Para peserta juga, sebut Saptono, mendapatkan pelatihan dasar-dasar menyelam serta materi penyelamatan di saat situasi genting dan membahayakan.
“Kita ajarin mereka untuk dasar-dasar menyelam walaupun hanya kedalam 5-10 meter. Ada instruktur selam juga. Kami sendiri tambahkan juga vertikal rescue. Ajarin kegunaan dari setiap alat-alat panjatnya. Intinya untuk penyelamatan di saat saat genting. Kita tidak menutup kemungkinan untuk hal – hal seperti itu tapi karena kami pandang itu penting makanya kami ajarkan,” tuturnya.
Saptono berharap, 30 peserta ini saat mulai bertugas menjadi seorang Naturalist Guide mampu menjadi pelopor bagi warga lainnya, lebih khusus dalam upaya kepedulian akan menjaga kebersihan dan kelestarian Taman Nasional Komodo.

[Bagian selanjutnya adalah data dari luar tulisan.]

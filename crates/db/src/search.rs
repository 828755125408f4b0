//! Search executor: calls the stored search procedures and decodes their
//! JSONB output into typed results.

use marquee_core::error::CoreError;
use marquee_core::page::Page;
use serde::de::DeserializeOwned;
use serde_json::Value;
use sqlx::PgPool;

use crate::error::classify_sqlx_error;
use crate::retry::{with_retry, RetryPolicy};

/// Stored procedures the executor knows how to call.
#[derive(Debug, Clone, Copy, PartialEq, Eq)]
pub enum SearchProcedure {
    /// Paged list search; returns `{"items", "total_count", "page_index", "page_size"}`.
    SearchMovies,
    /// Single-row lookup; returns one object or NULL.
    GetMovieBySid,
}

impl SearchProcedure {
    pub fn name(self) -> &'static str {
        match self {
            SearchProcedure::SearchMovies => "sp_search_movies",
            SearchProcedure::GetMovieBySid => "sp_get_movie_by_sid",
        }
    }
}

#[derive(Clone)]
pub struct SearchExecutor {
    pool: PgPool,
    retry: RetryPolicy,
}

impl SearchExecutor {
    pub fn new(pool: PgPool, retry: RetryPolicy) -> Self {
        Self { pool, retry }
    }

    /// Invoke `procedure` with `document` as its only argument and return
    /// the raw payload. SQL NULL comes back as `None`.
    pub async fn call(
        &self,
        procedure: SearchProcedure,
        document: &Value,
    ) -> Result<Option<Value>, CoreError> {
        let query = format!("SELECT {}($1)", procedure.name());
        let query = query.as_str();
        let pool = &self.pool;

        with_retry(&self.retry, procedure.name(), move || {
            sqlx::query_scalar::<_, Option<Value>>(query)
                .bind(document)
                .fetch_one(pool)
        })
        .await
        .map_err(|e| classify_sqlx_error(&e, &format!("run {}", procedure.name())))
    }

    /// Run a list procedure and decode its output into a [`Page`].
    ///
    /// `page_index` and `page_size` are echoed back when the procedure
    /// returns no payload at all.
    pub async fn fetch_page<T: DeserializeOwned>(
        &self,
        procedure: SearchProcedure,
        document: &Value,
        page_index: i64,
        page_size: i64,
    ) -> Result<Page<T>, CoreError> {
        let payload = self.call(procedure, document).await?;
        decode_page(procedure, payload, page_index, page_size)
    }

    /// Run a single-row procedure. `Ok(None)` means no row matched.
    pub async fn fetch_single<T: DeserializeOwned>(
        &self,
        procedure: SearchProcedure,
        document: &Value,
    ) -> Result<Option<T>, CoreError> {
        let payload = self.call(procedure, document).await?;
        decode_single(procedure, payload)
    }
}

fn malformed(procedure: SearchProcedure, err: serde_json::Error) -> CoreError {
    tracing::error!(procedure = procedure.name(), error = %err, "Malformed search output");
    CoreError::Serialization(format!("{}: {err}", procedure.name()))
}

/// Decode a list payload. A missing or `null` payload is an empty page.
pub fn decode_page<T: DeserializeOwned>(
    procedure: SearchProcedure,
    payload: Option<Value>,
    page_index: i64,
    page_size: i64,
) -> Result<Page<T>, CoreError> {
    match payload {
        None | Some(Value::Null) => Ok(Page::empty(page_index, page_size)),
        Some(value) => serde_json::from_value(value).map_err(|e| malformed(procedure, e)),
    }
}

/// Decode a single-row payload. A missing or `null` payload is "no match".
pub fn decode_single<T: DeserializeOwned>(
    procedure: SearchProcedure,
    payload: Option<Value>,
) -> Result<Option<T>, CoreError> {
    match payload {
        None | Some(Value::Null) => Ok(None),
        Some(value) => serde_json::from_value(value)
            .map(Some)
            .map_err(|e| malformed(procedure, e)),
    }
}

#[cfg(test)]
mod tests {
    use assert_matches::assert_matches;
    use serde_json::json;

    use super::*;
    use crate::models::movie::MovieView;
    use crate::models::status::MovieStatus;

    fn movie_json(sid: &str, title: &str) -> Value {
        json!({
            "sid": sid,
            "title": title,
            "genre": "Sci-Fi",
            "director": "Nolan",
            "release_date": "2010-07-16",
            "rating": 8.8,
            "review": null,
            "status": "active",
            "created_at": "2024-03-01T10:00:00.123456+00:00",
            "modified_at": "2024-03-01T10:00:00.123456+00:00"
        })
    }

    #[test]
    fn procedure_names() {
        assert_eq!(SearchProcedure::SearchMovies.name(), "sp_search_movies");
        assert_eq!(SearchProcedure::GetMovieBySid.name(), "sp_get_movie_by_sid");
    }

    #[test]
    fn page_payload_decodes() {
        let payload = json!({
            "items": [movie_json("MOV0000001", "Inception"), movie_json("MOV0000002", "Tenet")],
            "total_count": 12,
            "page_index": 2,
            "page_size": 2
        });
        let page: Page<MovieView> =
            decode_page(SearchProcedure::SearchMovies, Some(payload), 1, 20).unwrap();
        assert_eq!(page.items.len(), 2);
        assert_eq!(page.items[1].title, "Tenet");
        assert_eq!(page.items[0].status, MovieStatus::Active);
        assert_eq!(page.total_count, 12);
        assert_eq!(page.page_index, 2);
        assert_eq!(page.total_pages(), 6);
    }

    #[test]
    fn null_payload_is_empty_page() {
        let page: Page<MovieView> =
            decode_page(SearchProcedure::SearchMovies, Some(Value::Null), 3, 10).unwrap();
        assert!(page.items.is_empty());
        assert_eq!(page.total_count, 0);
        assert_eq!(page.page_index, 3);
        assert_eq!(page.page_size, 10);

        let page: Page<MovieView> =
            decode_page(SearchProcedure::SearchMovies, None, 1, 20).unwrap();
        assert!(page.items.is_empty());
    }

    #[test]
    fn missing_page_metadata_is_serialization_error() {
        let payload = json!({ "items": [] });
        let result: Result<Page<MovieView>, _> =
            decode_page(SearchProcedure::SearchMovies, Some(payload), 1, 20);
        assert_matches!(result, Err(CoreError::Serialization(msg)) if msg.starts_with("sp_search_movies"));
    }

    #[test]
    fn wrong_item_shape_is_serialization_error() {
        let payload = json!({
            "items": [{ "sid": 42 }],
            "total_count": 1,
            "page_index": 1,
            "page_size": 20
        });
        let result: Result<Page<MovieView>, _> =
            decode_page(SearchProcedure::SearchMovies, Some(payload), 1, 20);
        assert_matches!(result, Err(CoreError::Serialization(_)));
    }

    #[test]
    fn single_payload_decodes_or_signals_absence() {
        let found: Option<MovieView> = decode_single(
            SearchProcedure::GetMovieBySid,
            Some(movie_json("MOV00000AB", "Heat")),
        )
        .unwrap();
        assert_eq!(found.unwrap().sid, "MOV00000AB");

        let missing: Option<MovieView> =
            decode_single(SearchProcedure::GetMovieBySid, None).unwrap();
        assert!(missing.is_none());

        let null: Option<MovieView> =
            decode_single(SearchProcedure::GetMovieBySid, Some(Value::Null)).unwrap();
        assert!(null.is_none());
    }

    #[test]
    fn array_for_single_lookup_is_serialization_error() {
        let result: Result<Option<MovieView>, _> =
            decode_single(SearchProcedure::GetMovieBySid, Some(json!([1, 2])));
        assert_matches!(result, Err(CoreError::Serialization(msg)) if msg.starts_with("sp_get_movie_by_sid"));
    }
}
pub mod movie_service;

pub use movie_service::MovieService;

“Mereka ini kan warga Kampung Komodo yang berada dalam kawasan. Harapan saya kepada para peserta bisa ngajak keluarga besarnya di Kampung Komodo untuk peduli terhadap Taman Nasional. Peduli dengan lingkungan seperti sampah dan lain – lain itu bisa ditangani karena Komodo sendiri itu kan aset wisata ya, minimal kalau rapi kan wisatawan bisa betah,” tutup Saptono.
Keterlibatan 30 warga masyarakat ini merupakan salah satu program pemberdayaan bagi masyarakat yang menjadi salah satu kewajiban dari PT Flobamor selaku mitra pengelola Kawasan Taman Nasional Komodo bersama Balai Taman Nasional Komodo.